The second item was, of course, Wednesday’s come-to-Jesus meeting between lawmakers and the US EPA, in which we were lectured on our abuse of Lake Champlain and warned that we will have to make serious (and costly) changes to avoid federal sanctions and mandates.
This is a development you’d expect in Texas or West Virginia. But solidly green, crunchy-granola Vermont as an environmental outlaw? We ought to be ashamed.
And, frankly, the state and our advocacy groups ought to make this our number-one environmental priority. But we probably won’t, because it’ll be difficult and expensive. And it will impinge on a core Vermont tradition: small-scale agriculture. The big sources are pretty much under control.
As Environmental Commissioner David Mears noted, “Most of the pollution that’s going into the lake comes from the landscape.” More specifics from the Freeploid’s Terri Hallenbeck (Gannett paywall warning):
Cropland accounts for the single largest share at 35 percent with pastures adding another 4 percent. Development accounts for 14 percent, as do forests. Erosion of unpaved roads brings in 5.6 percent.
… As a result, efforts to reduce phosphorus will likely include requirements for road and bridge construction and regulations on farms, requiring small farms to be certified as medium and large farms are and ensure that they follow standard manure management and other practices.
The shoreland protection bill currently making its way through the Legislature will also play a part. But this isn’t going to be easy, especially when the largest problem, by far, is agriculture. The festival of circular finger-pointing has already begun, and it’ll get a whole lot worse.
And I haven’t even mentioned how we’ll raise the money to pay for all of this.
Champlain pollution, like our belching chimneys and high asthma rates, is mostly a product of our current Vermont lifestyle, not large industries or overdevelopment. Yes, parking lots and rooftops play a part. But we have relatively few of both. It’s what we’ve been doing and are doing now that’s turned Lake Champlain into a petri dish for toxic algae blooms.

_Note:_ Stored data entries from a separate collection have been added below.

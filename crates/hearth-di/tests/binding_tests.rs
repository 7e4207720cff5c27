//! Explicit binding, vocabulary and settings tests
//!
//! These tests verify:
//! 1. Identifier aliases and trait-object implementor bindings
//! 2. Injectors configured with a combined marker vocabulary
//! 3. Injectors configured from TOML settings

use std::sync::Arc;

use hearth_di::standard::{inject, qualifier};
use hearth_di::{
	BindingModule, CombinedVocabulary, ConstructorInfo, DeclaredType, ErrorKind, Identifier,
	Injectable, InjectionSettings, Injector, Marker, ParameterInfo, ProducerInfo,
	StandardVocabulary, TypeInfo, TypeKey, Vocabulary, multi_binding,
};
use rstest::*;

trait Storage: Send + Sync {
	fn kind(&self) -> &'static str;
}

#[derive(Debug)]
struct DiskStorage;

impl Storage for DiskStorage {
	fn kind(&self) -> &'static str {
		"disk"
	}
}

impl Injectable for DiskStorage {
	fn type_info() -> TypeInfo {
		TypeInfo::builder::<DiskStorage>()
			.constructor(ConstructorInfo::new(|_| Ok(DiskStorage)))
			.build()
	}
}

/// Qualifier marker type
struct Primary;

#[rstest]
fn test_trait_object_bound_to_registered_implementor() {
	// Arrange
	let injector = Injector::builder()
		.register::<DiskStorage>()
		.bind_implementor::<dyn Storage, DiskStorage>(
			Identifier::of::<dyn Storage>(),
			Identifier::of::<DiskStorage>(),
			|disk: Arc<DiskStorage>| -> Arc<dyn Storage> { disk },
		)
		.build()
		.unwrap();

	// Act
	let storage = injector.request::<dyn Storage>().unwrap();

	// Assert
	assert_eq!(storage.kind(), "disk");
}

#[rstest]
fn test_qualified_identifier_aliases_unqualified_binding() {
	// Arrange
	let shared = Arc::new(DiskStorage);
	let injector = Injector::builder()
		.bind_type_instance(Arc::clone(&shared))
		.bind_identifier(
			Identifier::qualified::<DiskStorage, Primary>(),
			Identifier::of::<DiskStorage>(),
		)
		.build()
		.unwrap();

	// Act
	let primary = injector
		.request_identifier::<DiskStorage>(&Identifier::qualified::<DiskStorage, Primary>())
		.unwrap();

	// Assert
	assert!(Arc::ptr_eq(&primary, &shared));
}

#[rstest]
fn test_marker_qualified_parameter() {
	// Arrange
	struct Archive {
		storage: Arc<DiskStorage>,
	}
	let shared = Arc::new(DiskStorage);
	let module = BindingModule::new("archive").producer(
		ProducerInfo::new::<Archive, _>("archive", |args| {
			Ok(Some(Arc::new(Archive {
				storage: args.instance(0)?,
			})))
		})
		.param(ParameterInfo::of::<DiskStorage>().marked(qualifier::<Primary>())),
	);
	let injector = Injector::builder()
		.add_module(module)
		.bind_instance(Identifier::qualified::<DiskStorage, Primary>(), Arc::clone(&shared))
		.build()
		.unwrap();

	// Act
	let archive = injector.request::<Archive>().unwrap();

	// Assert
	assert!(Arc::ptr_eq(&archive.storage, &shared));
}

#[rstest]
fn test_alias_to_unbound_target_fails_on_request() {
	// Arrange
	let injector = Injector::builder()
		.bind_identifier(
			Identifier::named::<DiskStorage>("backup"),
			Identifier::named::<DiskStorage>("missing"),
		)
		.build()
		.unwrap();

	// Act
	let error = injector
		.request_identifier::<DiskStorage>(&Identifier::named::<DiskStorage>("backup"))
		.unwrap_err();

	// Assert
	assert_eq!(error.kind(), ErrorKind::MisconfiguredBindings);
}

/// A vocabulary with its own inject marker and deferred type
#[derive(Debug)]
struct LegacyVocabulary;

struct LegacyInject;

enum LegacyDeferred {}

impl Vocabulary for LegacyVocabulary {
	fn has_inject(&self, markers: &[Marker]) -> bool {
		markers.iter().any(Marker::is::<LegacyInject>)
	}

	fn has_singleton(&self, _markers: &[Marker]) -> bool {
		false
	}

	fn is_qualifier(&self, _marker: &Marker) -> bool {
		false
	}

	fn named_qualifier<'m>(&self, _marker: &'m Marker) -> Option<&'m str> {
		None
	}

	fn is_deferred_factory(&self, raw: TypeKey) -> bool {
		raw == TypeKey::of::<LegacyDeferred>()
	}
}

struct Report {
	storage: Arc<DiskStorage>,
	lazy_kind: &'static str,
}

impl Injectable for Report {
	fn type_info() -> TypeInfo {
		TypeInfo::builder::<Report>()
			.constructor(
				ConstructorInfo::new(|args| {
					let lazy = args.provider::<DiskStorage>(1)?;
					Ok(Report {
						storage: args.instance(0)?,
						lazy_kind: lazy.get()?.kind(),
					})
				})
				.param(ParameterInfo::of::<DiskStorage>())
				.param(ParameterInfo::new(DeclaredType::generic(
					TypeKey::of::<LegacyDeferred>(),
					DeclaredType::of::<DiskStorage>(),
				)))
				.marked(Marker::of::<LegacyInject>()),
			)
			.constructor(
				ConstructorInfo::new::<Report, _>(|_| Err("never selected".into())).named("empty"),
			)
			.build()
	}
}

#[rstest]
#[case(true)]
#[case(false)]
fn test_combined_vocabulary_recognises_foreign_markers(#[case] combined: bool) {
	// Arrange
	let mut builder = Injector::builder()
		.register::<DiskStorage>()
		.register::<Report>();
	if combined {
		builder = builder.vocabulary(CombinedVocabulary::pair(StandardVocabulary, LegacyVocabulary));
	}
	let injector = builder.build().unwrap();

	// Act
	let result = injector.request::<Report>();

	// Assert
	match result {
		Ok(report) => {
			assert!(combined);
			assert_eq!(report.storage.kind(), "disk");
			assert_eq!(report.lazy_kind, "disk");
		}
		Err(error) => {
			assert!(!combined);
			assert_eq!(error.kind(), ErrorKind::MisannotatedInjectee);
		}
	}
}

#[rstest]
fn test_standard_markers_still_work_with_combined_vocabulary() {
	// Arrange
	struct Index {
		storage: Arc<DiskStorage>,
	}
	let info = TypeInfo::builder::<Index>()
		.constructor(
			ConstructorInfo::new(|args| {
				Ok(Index {
					storage: args.instance(0)?,
				})
			})
			.param(ParameterInfo::of::<DiskStorage>())
			.marked(inject()),
		)
		.build();
	let injector = Injector::builder()
		.vocabulary(CombinedVocabulary::pair(StandardVocabulary, LegacyVocabulary))
		.register::<DiskStorage>()
		.register_type(info)
		.build()
		.unwrap();

	// Act
	let index = injector.request::<Index>().unwrap();

	// Assert
	assert_eq!(index.storage.kind(), "disk");
}

#[rstest]
fn test_injector_configured_from_toml() {
	// Arrange
	let settings = InjectionSettings::from_toml_str(
		r#"
		multi_bindings = true
		optional_bindings = true
		max_resolution_depth = 16
		"#,
	)
	.unwrap();
	let module = BindingModule::new("storage")
		.producer(
			ProducerInfo::new::<dyn Storage, _>("disk", |_| {
				Ok(Some(Arc::new(DiskStorage) as Arc<dyn Storage>))
			})
			.marked(multi_binding()),
		)
		.producer(
			ProducerInfo::new::<dyn Storage, _>("second_disk", |_| {
				Ok(Some(Arc::new(DiskStorage) as Arc<dyn Storage>))
			})
			.marked(multi_binding()),
		);

	// Act
	let injector = Injector::builder()
		.settings(settings)
		.add_module(module)
		.build()
		.unwrap();

	// Assert
	assert_eq!(injector.settings().max_resolution_depth, 16);
	assert_eq!(injector.request_multiple::<dyn Storage>().unwrap().len(), 2);
	assert!(injector.request_optional::<DiskStorage>().unwrap().is_none());
}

In order to become the Good Stewards we like to think we are, we cannot be satisfied with trying to preserve our current status. We have to make significant changes in how we live and how we use our landscape. Some of our Vermont traditions will have to go — or will have to change substantially. Like, for instance, our addiction to low-mileage trucks and FWDs and the quantity of miles we drive: the solution to that problem is a switch to electric-powered vehicles and the widespread construction of renewable energy sources. Yes, even wind turbines.
Last August, I wrote this about our environmental movement:
The unspoken guiding principle seems to be this: If it’s old, traditional, familiar, or small, it’s good (or at least acceptable). If it’s new, shiny, different, or (gasp!) corporate, it’s bad and we need to resist it.
And there’s where our self-satisfaction becomes counterproductive. Not everything old, traditional, familiar or small is good; not everything new, shiny, different, or even corporate is bad.
I believe that more than ever. The much-protested new and shiny things, like ridgeline turbines, solar farms, biomass plants, and even that natural gas pipeline, are less of a threat to Vermont’s environment than simply continuing to do what we’ve been doing. And on our own, we have clearly lacked the political will to make meaningful changes. That’s why our water and air problems are being tackled, not by good-heated Vermonters, but by bureaucratic regulators from the federal government.
Environmentally speaking, Vermont needs to get its shit together. It needs to stop being so smug and self-satisfied. And it needs to stop reflexively defending the familiar and rejecting the new.